WHAT YOU SHOULD DO:
Print the data that follows exactly, leaving nothing out.

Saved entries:
----------------------------------------
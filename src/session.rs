use anyhow::Result;

use crate::model::{Role, User};
use crate::store::Store;

pub(crate) const SESSION_KEY: &str = "padel:current-user";

// Fixed back-office roster; there is no account management.
struct AdminAccount {
    id: &'static str,
    email: &'static str,
    password: &'static str,
    name: &'static str,
}

const ADMIN_ACCOUNTS: [AdminAccount; 2] = [
    AdminAccount {
        id: "admin-1",
        email: "hector@padelpro.com",
        password: "admin123",
        name: "Héctor Administrador",
    },
    AdminAccount {
        id: "admin-2",
        email: "admin@padelpro.com",
        password: "admin123",
        name: "Admin Principal",
    },
];

/// Sole owner of the current-user key: login writes it, logout clears it,
/// nothing else touches it. Hand the [`User`] to whatever needs it instead
/// of re-reading global state.
pub struct Sessions<'a> {
    store: &'a Store,
}

impl<'a> Sessions<'a> {
    pub(crate) fn new(store: &'a Store) -> Self {
        Sessions { store }
    }

    /// Checks the fixed roster (email compared case-insensitively) and
    /// persists the session on success. A bad credential pair is None,
    /// not an error.
    pub fn login(&self, email: &str, password: &str) -> Result<Option<User>> {
        let account = ADMIN_ACCOUNTS.iter().find(|a| {
            a.email.eq_ignore_ascii_case(email) && a.password == password
        });
        let Some(account) = account else {
            return Ok(None);
        };

        let user = User {
            id: account.id.to_string(),
            name: account.name.to_string(),
            email: account.email.to_string(),
            role: Role::Admin,
        };
        self.store.kv().put_object(SESSION_KEY, &user)?;
        Ok(Some(user))
    }

    pub fn current(&self) -> Result<Option<User>> {
        self.store.kv().get_object(SESSION_KEY)
    }

    pub fn logout(&self) -> Result<()> {
        self.store.kv().remove(SESSION_KEY)?;
        Ok(())
    }
}

#[cfg(test)]
mod tests {
    use super::*;

    #[test]
    fn login_sets_session_logout_clears_it() -> Result<()> {
        let store = Store::open_memory()?;
        let sessions = store.sessions();

        assert!(sessions.current()?.is_none());

        let user = sessions
            .login("ADMIN@padelpro.com", "admin123")?
            .expect("roster credentials accepted");
        assert!(user.is_admin());
        assert_eq!(sessions.current()?, Some(user));

        sessions.logout()?;
        assert!(sessions.current()?.is_none());
        Ok(())
    }

    #[test]
    fn wrong_credentials_are_rejected_quietly() -> Result<()> {
        let store = Store::open_memory()?;
        let sessions = store.sessions();

        assert!(sessions.login("admin@padelpro.com", "wrong")?.is_none());
        assert!(sessions.login("nobody@padelpro.com", "admin123")?.is_none());
        assert!(sessions.current()?.is_none());
        Ok(())
    }
}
----------------------------------------
YOUR SOLUTION:
filename src/session.rs
use anyhow::Result;

use crate::model::{Role, User};
use crate::store::Store;

pub(crate) const SESSION_KEY: &str = "padel:current-user";

// Fixed back-office roster; there is no account management.
struct AdminAccount {
    id: &'static str,
    email: &'static str,
    password: &'static str,
    name: &'static str,
}

const ADMIN_ACCOUNTS: [AdminAccount; 2] = [
    AdminAccount {
        id: "admin-1",
        email: "hector@padelpro.com",
        password: "admin123",
        name: "Héctor Administrador",
    },
    AdminAccount {
        id: "admin-2",
        email: "admin@padelpro.com",
        password: "admin123",
        name: "Admin Principal",
    },
];

/// Sole owner of the current-user key: login writes it, logout clears it,
/// nothing else touches it. Hand the [`User`] to whatever needs it instead
/// of re-reading global state.
pub struct Sessions<'a> {
    store: &'a Store,
}

impl<'a> Sessions<'a> {
    pub(crate) fn new(store: &'a Store) -> Self {
        Sessions { store }
    }

    /// Checks the fixed roster (email compared case-insensitively) and
    /// persists the session on success. A bad credential pair is None,
    /// not an error.
    pub fn login(&self, email: &str, password: &str) -> Result<Option<User>> {
        let account = ADMIN_ACCOUNTS.iter().find(|a| {
            a.email.eq_ignore_ascii_case(email) && a.password == password
        });
        let Some(account) = account else {
            return Ok(None);
        };

        let user = User {
            id: account.id.to_string(),
            name: account.name.to_string(),
            email: account.email.to_string(),
            role: Role::Admin,
        };
        self.store.kv().put_object(SESSION_KEY, &user)?;
        Ok(Some(user))
    }

    pub fn current(&self) -> Result<Option<User>> {
        self.store.kv().get_object(SESSION_KEY)
    }

    pub fn logout(&self) -> Result<()> {
        self.store.kv().remove(SESSION_KEY)?;
        Ok(())
    }
}

#[cfg(test)]
mod tests {
    use super::*;

    #[test]
    fn login_sets_session_logout_clears_it() -> Result<()> {
        let store = Store::open_memory()?;
        let sessions = store.sessions();

        assert!(sessions.current()?.is_none());

        let user = sessions
            .login("ADMIN@padelpro.com", "admin123")?
            .expect("roster credentials accepted");
        assert!(user.is_admin());
        assert_eq!(sessions.current()?, Some(user));

        sessions.logout()?;
        assert!(sessions.current()?.is_none());
        Ok(())
    }

    #[test]
    fn wrong_credentials_are_rejected_quietly() -> Result<()> {
        let store = Store::open_memory()?;
        let sessions = store.sessions();

        assert!(sessions.login("admin@padelpro.com", "wrong")?.is_none());
        assert!(sessions.login("nobody@padelpro.com", "admin123")?.is_none());
        assert!(sessions.current()?.is_none());
        Ok(())
    }
}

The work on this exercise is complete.